Trump even tweeted, “I hope the people over at the Fed will read today’s Wall Street Journal Editorial before they make yet another mistake. Also, don’t let the market become any more illiquid than it already is. Stop with the 50 B’s. Feel the market, don’t just go by meaningless numbers. Good luck!”

Possibly, for Trump, the Fed’ rate hike may slowdown the US economy, which can bring inflationary pressures. Trump also doesn’t like the fact that US Dollar strengthening could make imports cheaper and exports more expensive, thus worsening the trade balance.

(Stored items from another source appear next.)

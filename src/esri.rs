//! The [Esri ArcGIS World](https://developers.arcgis.com/rest/geocode/api-reference/overview-world-geocoding-service.htm)
//! geocoding service.
//!
//! Supports forward geocoding with discrete address fields and any output spatial reference,
//! and reverse geocoding of a single point.
//!
//! ### Example
//!
//! ```no_run
//! use geocoder_facade::{Esri, GeocodeRequest, Geocoder, SpatialReference};
//!
//! let geocoder = Geocoder::new(Esri::new()).unwrap();
//! let request = GeocodeRequest::new("1375 E Buena Vista Dr", SpatialReference::WGS84)
//!     .with_city("Orlando")
//!     .with_region("FL")
//!     .with_country("USA");
//! let candidates = geocoder.geocode(&request).unwrap();
//! assert!(!candidates.is_empty());
//! ```
use crate::provider::{deserialize_lenient_f64, Provider, Query, ReverseProvider};
use crate::{Candidate, GeocodeRequest, GeocodingError, Location, Point, ProviderError, Score};
use serde::Deserialize;
use serde_json::Value;

const FIND_CANDIDATES_PATH: &str = "arcgis/rest/services/World/GeocodeServer/findAddressCandidates";
const REVERSE_PATH: &str = "arcgis/rest/services/World/GeocodeServer/reverseGeocode";

// Reverse lookups with no address nearby answer with this error code
const ADDRESS_NOT_FOUND: i64 = 400;

/// An instance of the Esri ArcGIS World geocoding service
#[derive(Clone, Debug)]
pub struct Esri {
    endpoint: String,
    path: String,
    reverse_path: String,
}

impl Esri {
    /// Create a new Esri instance using the default endpoint
    pub fn new() -> Self {
        Esri {
            endpoint: "https://geocode.arcgis.com/".to_string(),
            path: FIND_CANDIDATES_PATH.to_string(),
            reverse_path: REVERSE_PATH.to_string(),
        }
    }

    /// Set a custom endpoint
    ///
    /// Endpoint should include a trailing slash (i.e. "https://geocode.arcgis.com/")
    pub fn with_endpoint(mut self, endpoint: &str) -> Self {
        self.endpoint = endpoint.to_owned();
        self
    }

    /// Set a custom `findAddressCandidates` path, e.g. for a self-hosted locator
    pub fn with_path(mut self, path: &str) -> Self {
        self.path = path.to_owned();
        self
    }
}

impl Default for Esri {
    fn default() -> Self {
        Esri::new()
    }
}

impl Provider for Esri {
    fn name(&self) -> &'static str {
        "Esri"
    }

    fn endpoint(&self, _request: &GeocodeRequest) -> String {
        format!("{}{}", self.endpoint, self.path)
    }

    fn build_query(&self, request: &GeocodeRequest) -> Query {
        let mut query = vec![
            ("f", "json".to_string()),
            ("address", request.address().to_string()),
        ];
        add_optional_param!(query, request.neighborhood(), "neighborhood");
        add_optional_param!(query, request.city(), "city");
        add_optional_param!(query, request.region(), "region");
        add_optional_param!(query, request.postal_code(), "postal");
        add_optional_param!(query, request.country(), "countryCode");
        query.push(("outSR", request.spatial_reference().to_string()));
        query
    }

    fn map_response(&self, body: Value) -> Result<Vec<Candidate>, GeocodingError> {
        let res: EsriResponse = serde_json::from_value(body)?;
        if let Some(error) = res.error {
            return Err(error.into_status().into());
        }
        if res.candidates.is_empty() {
            return Err(GeocodingError::NoCandidatesFound);
        }
        Ok(res
            .candidates
            .into_iter()
            .map(|c| {
                Candidate::new(
                    c.address,
                    Point::new(c.location.x, c.location.y),
                    Some(c.score),
                )
            })
            .collect())
    }
}

impl ReverseProvider for Esri {
    fn name(&self) -> &'static str {
        "Esri"
    }

    fn reverse_endpoint(&self) -> String {
        format!("{}{}", self.endpoint, self.reverse_path)
    }

    fn build_reverse_query(&self, location: &Location) -> Query {
        vec![
            ("location", format!("{},{}", location.x(), location.y())),
            ("f", "json".to_string()),
        ]
    }

    fn map_reverse_response(&self, body: Value) -> Result<Option<String>, GeocodingError> {
        let res: EsriReverseResponse = serde_json::from_value(body)?;
        match (res.address, res.error) {
            (Some(address), _) => Ok(address.match_addr),
            (None, Some(error)) if error.code == ADDRESS_NOT_FOUND => Ok(None),
            (None, Some(error)) => Err(error.into_status().into()),
            (None, None) => Ok(None),
        }
    }
}

/// The top-level JSON response returned by `findAddressCandidates`
///
///```json
/// {
///   "spatialReference": { "wkid": 4326, "latestWkid": 4326 },
///   "candidates": [
///     {
///       "address": "1375 E Buena Vista Dr, Lake Buena Vista, Florida, 32830",
///       "location": { "x": -81.51982, "y": 28.37014 },
///       "score": 100,
///       "attributes": {},
///       "extent": { "xmin": -81.52082, "ymin": 28.36914, "xmax": -81.51882, "ymax": 28.37114 }
///     }
///   ]
/// }
///```
#[derive(Debug, Deserialize)]
pub struct EsriResponse {
    #[serde(default)]
    pub candidates: Vec<EsriCandidate>,
    pub error: Option<EsriError>,
}

/// A single address candidate
#[derive(Debug, Deserialize)]
pub struct EsriCandidate {
    pub address: String,
    pub location: EsriLocation,
    pub score: Score,
}

#[derive(Debug, Deserialize)]
pub struct EsriLocation {
    #[serde(deserialize_with = "deserialize_lenient_f64")]
    pub x: f64,
    #[serde(deserialize_with = "deserialize_lenient_f64")]
    pub y: f64,
}

/// The JSON response returned by `reverseGeocode`.
///
/// When nothing is found the service answers with an `error` object instead of `address`.
#[derive(Debug, Deserialize)]
pub struct EsriReverseResponse {
    pub address: Option<EsriReverseAddress>,
    pub error: Option<EsriError>,
}

#[derive(Debug, Deserialize)]
pub struct EsriReverseAddress {
    #[serde(rename = "Match_addr")]
    pub match_addr: Option<String>,
}

/// The `error` object the service sends with an HTTP 200
///
///```json
/// { "error": { "code": 498, "message": "Invalid token.", "details": [] } }
///```
#[derive(Debug, Deserialize)]
pub struct EsriError {
    pub code: i64,
    pub message: Option<String>,
    #[serde(default)]
    pub details: Vec<String>,
}

impl EsriError {
    fn into_status(self) -> ProviderError {
        let message = match (self.message, self.details.is_empty()) {
            (Some(message), false) => Some(format!("{} {}", message, self.details.join(" "))),
            (message, _) => message,
        };
        ProviderError::Status {
            status: self.code.to_string(),
            message,
        }
    }
}
//! The [Google Geocoding API](https://developers.google.com/maps/documentation/geocoding/overview).
//!
//! Google does not return a numeric match score; the candidate score is derived from the
//! result's `location_type` (see [`LocationType`](enum.LocationType.html)).
use crate::provider::{deserialize_lenient_f64, require_api_key, Provider, Query};
use crate::{
    Candidate, GeocodeRequest, GeocodingError, InvalidRequest, Point, ProviderError, Score,
};
use serde::Deserialize;
use serde_json::Value;
use std::str::FromStr;

/// An instance of the Google geocoding service
#[derive(Clone, Debug)]
pub struct Google {
    api_key: String,
    endpoint: String,
    path: String,
}

impl Google {
    /// Create a new Google geocoding instance
    pub fn new(api_key: String) -> Self {
        Google {
            api_key,
            endpoint: "https://maps.googleapis.com/".to_string(),
            path: "maps/api/geocode/json".to_string(),
        }
    }

    /// Set a custom endpoint
    ///
    /// Endpoint should include a trailing slash (i.e. "https://maps.googleapis.com/")
    pub fn with_endpoint(mut self, endpoint: &str) -> Self {
        self.endpoint = endpoint.to_owned();
        self
    }
}

/// How precisely Google placed a result, from best to worst
#[derive(Copy, Clone, Debug, PartialEq, Eq)]
pub enum LocationType {
    Rooftop,
    RangeInterpolated,
    GeometricCenter,
    Approximate,
}

impl LocationType {
    /// The fixed 0–100 score assigned to each category
    pub const fn score(self) -> i64 {
        match self {
            LocationType::Rooftop => 100,
            LocationType::RangeInterpolated => 80,
            LocationType::GeometricCenter => 60,
            LocationType::Approximate => 50,
        }
    }
}

impl FromStr for LocationType {
    type Err = ProviderError;

    fn from_str(s: &str) -> Result<Self, Self::Err> {
        match s {
            "ROOFTOP" => Ok(LocationType::Rooftop),
            "RANGE_INTERPOLATED" => Ok(LocationType::RangeInterpolated),
            "GEOMETRIC_CENTER" => Ok(LocationType::GeometricCenter),
            "APPROXIMATE" => Ok(LocationType::Approximate),
            other => Err(ProviderError::UnknownLocationType(other.to_string())),
        }
    }
}

impl Provider for Google {
    fn name(&self) -> &'static str {
        "Google"
    }

    fn check(&self) -> Result<(), InvalidRequest> {
        require_api_key(&self.api_key)
    }

    fn endpoint(&self, _request: &GeocodeRequest) -> String {
        format!("{}{}", self.endpoint, self.path)
    }

    fn build_query(&self, request: &GeocodeRequest) -> Query {
        let address = std::iter::once(request.address())
            .chain(request.neighborhood())
            .chain(request.city())
            .chain(request.region())
            .collect::<Vec<_>>()
            .join(", ");

        let mut components = vec![];
        if let Some(country) = request.country() {
            components.push(format!("country:{}", country));
        }
        if let Some(postal_code) = request.postal_code() {
            components.push(format!("postal_code:{}", postal_code));
        }

        let mut query = vec![("address", address)];
        if !components.is_empty() {
            query.push(("components", components.join("|")));
        }
        query.push(("key", self.api_key.clone()));
        query
    }

    fn map_response(&self, body: Value) -> Result<Vec<Candidate>, GeocodingError> {
        let res: GoogleResponse = serde_json::from_value(body)?;
        match res.status.as_str() {
            "OK" => {}
            "ZERO_RESULTS" => return Err(GeocodingError::NoCandidatesFound),
            _ => {
                return Err(ProviderError::Status {
                    status: res.status,
                    message: res.error_message,
                }
                .into())
            }
        }

        res.results
            .into_iter()
            .map(|result| -> Result<Candidate, GeocodingError> {
                let location_type: LocationType = result.geometry.location_type.parse()?;
                Ok(Candidate::new(
                    result.formatted_address,
                    Point::new(result.geometry.location.lng, result.geometry.location.lat),
                    Some(Score::Int(location_type.score())),
                ))
            })
            .collect()
    }
}

/// The top-level JSON response returned by a geocoding request
///
///```json
/// {
///   "results": [
///     {
///       "formatted_address": "1375 E Buena Vista Dr, Orlando, FL 32830, USA",
///       "geometry": {
///         "location": { "lat": 28.3701384, "lng": -81.5197974 },
///         "location_type": "ROOFTOP"
///       },
///       "place_id": "ChIJ..."
///     }
///   ],
///   "status": "OK"
/// }
///```
#[derive(Debug, Deserialize)]
pub struct GoogleResponse {
    pub status: String,
    #[serde(default)]
    pub error_message: Option<String>,
    #[serde(default)]
    pub results: Vec<GoogleResult>,
}

#[derive(Debug, Deserialize)]
pub struct GoogleResult {
    pub formatted_address: String,
    pub geometry: GoogleGeometry,
}

#[derive(Debug, Deserialize)]
pub struct GoogleGeometry {
    pub location: GoogleLatLng,
    pub location_type: String,
}

#[derive(Debug, Deserialize)]
pub struct GoogleLatLng {
    #[serde(deserialize_with = "deserialize_lenient_f64")]
    pub lat: f64,
    #[serde(deserialize_with = "deserialize_lenient_f64")]
    pub lng: f64,
}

Soon after the announcement, investors hit the sell button, giving up what had been modest gains after several days of brutal selling. The Dow Jones industrial average closed down more about 1.5 percent, to its lowest level of 2018.

The Dow and the Standard & Poor’s 500-stock index are on pace for their worst quarter since 2011 and worst year since 2008. The Dow has fallen 10 percent from its September peak, wiping out all gains for the year.

Other markets, especially high-yield debt, are also showing signs of stress and making it more difficult for companies to borrow money.Stocks have dropped every Fed decision since Powell took over the top leadership role in February.

In addition to Trump, several prominent Wall Street investors have criticized Powell, saying the Fed has raised interest rates too much this year and should hit the pause button.

The Fed expects unemployment to fall to 3.5 percent next year and inflation to remain at a modest 1.9 percent. Unemployment remains at nearly a 50-year low, and growth is hovering around 3 percent this year.

The Fed’s next meeting takes place Jan. 29 and 30.